_EXERCISE GOAL:_ Using the data below, count the lines that carry the string "IntoResponse" and write only the count.

_EXCERPTED RECORDS:_
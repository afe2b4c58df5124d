//! Error types and axum `IntoResponse` implementation.

use axum::{
  Json,
  http::StatusCode,
  response::{IntoResponse, Response},
};
use scholar_api::ApiError;
use serde_json::json;
use thiserror::Error;

#[derive(Debug, Error)]
pub enum Error {
  #[error("unauthorized")]
  Unauthorized,
  #[error("not found")]
  NotFound,
  #[error("forbidden")]
  Forbidden,
  #[error("bad request: {0}")]
  BadRequest(String),
  #[error("upload exceeds {0} bytes")]
  PayloadTooLarge(usize),
  #[error(transparent)]
  Api(#[from] ApiError),
  #[error("blob storage error: {0}")]
  Io(#[from] std::io::Error),
  #[error("store error: {0}")]
  Store(#[source] Box<dyn std::error::Error + Send + Sync>),
}

impl Error {
  pub fn store<E>(e: E) -> Self
  where
    E: std::error::Error + Send + Sync + 'static,
  {
    Error::Store(Box::new(e))
  }
}

impl IntoResponse for Error {
  fn into_response(self) -> Response {
    let status = match &self {
      Error::Api(_) => None,
      Error::Unauthorized => Some(StatusCode::UNAUTHORIZED),
      Error::NotFound => Some(StatusCode::NOT_FOUND),
      Error::Forbidden => Some(StatusCode::FORBIDDEN),
      Error::BadRequest(_) => Some(StatusCode::BAD_REQUEST),
      Error::PayloadTooLarge(_) => Some(StatusCode::PAYLOAD_TOO_LARGE),
      Error::Io(e) => {
        tracing::error!(error = %e, "blob storage failure");
        Some(StatusCode::INTERNAL_SERVER_ERROR)
      }
      Error::Store(e) => {
        tracing::error!(error = %e, "store failure");
        Some(StatusCode::INTERNAL_SERVER_ERROR)
      }
    };
    match (self, status) {
      (Error::Api(e), _) => e.into_response(),
      (other, status) => (
        status.unwrap_or(StatusCode::INTERNAL_SERVER_ERROR),
        Json(json!({ "error": other.to_string() })),
      )
        .into_response(),
    }
  }
}
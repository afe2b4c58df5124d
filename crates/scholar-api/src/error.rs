//! API error type and [`axum::response::IntoResponse`] implementation.

use axum::{
  Json,
  http::StatusCode,
  response::{IntoResponse, Response},
};
use serde_json::json;
use thiserror::Error;

/// An error returned by an API handler.
#[derive(Debug, Error)]
pub enum ApiError {
  #[error("not found: {0}")]
  NotFound(String),

  #[error("bad request: {0}")]
  BadRequest(String),

  #[error("forbidden")]
  Forbidden,

  #[error("conflict: {0}")]
  Conflict(String),

  #[error("internal error: {0}")]
  Internal(String),

  #[error("store error: {0}")]
  Store(#[source] Box<dyn std::error::Error + Send + Sync>),
}

impl ApiError {
  /// Box a backend error. Used as `.map_err(ApiError::store)`.
  pub fn store<E>(e: E) -> Self
  where
    E: std::error::Error + Send + Sync + 'static,
  {
    ApiError::Store(Box::new(e))
  }
}

impl From<scholar_core::Error> for ApiError {
  fn from(e: scholar_core::Error) -> Self {
    use scholar_core::Error as E;
    match e {
      E::MeetingNotFound(_) | E::MilestoneNotScheduled(_) => {
        ApiError::NotFound(e.to_string())
      }
      E::AlreadyOccurred => ApiError::Conflict(e.to_string()),
      E::UnknownRole(_) | E::UnknownMilestone(_) => {
        ApiError::BadRequest(e.to_string())
      }
      E::Serialization(_) => ApiError::Internal(e.to_string()),
    }
  }
}

impl IntoResponse for ApiError {
  fn into_response(self) -> Response {
    let (status, message) = match &self {
      ApiError::NotFound(m) => (StatusCode::NOT_FOUND, m.clone()),
      ApiError::BadRequest(m) => (StatusCode::BAD_REQUEST, m.clone()),
      ApiError::Forbidden => (StatusCode::FORBIDDEN, self.to_string()),
      ApiError::Conflict(m) => (StatusCode::CONFLICT, m.clone()),
      ApiError::Internal(m) => (StatusCode::INTERNAL_SERVER_ERROR, m.clone()),
      ApiError::Store(e) => {
        tracing::error!(error = %e, "store failure");
        (StatusCode::INTERNAL_SERVER_ERROR, e.to_string())
      }
    };
    (status, Json(json!({ "error": message }))).into_response()
  }
}

/// Reject blank required text fields.
pub(crate) fn require(field: &str, value: &str) -> Result<(), ApiError> {
  if value.trim().is_empty() {
    return Err(ApiError::BadRequest(format!("{field} must not be empty")));
  }
  Ok(())
}

/// Turn a failed access check into [`ApiError::Forbidden`].
pub(crate) fn allow(permitted: bool) -> Result<(), ApiError> {
  if permitted { Ok(()) } else { Err(ApiError::Forbidden) }
}
fn ts(value: DateTime<Utc>) -> Value { Value::Text(encode_dt(value)) }

/// Carry a non-SQLite failure out of a `call` closure.
fn other<E>(e: E) -> tokio_rusqlite::Error
where
  E: std::error::Error + Send + Sync + 'static,
{
  tokio_rusqlite::Error::Other(Box::new(e))
}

_EXERCISE RESPONSE:_ 6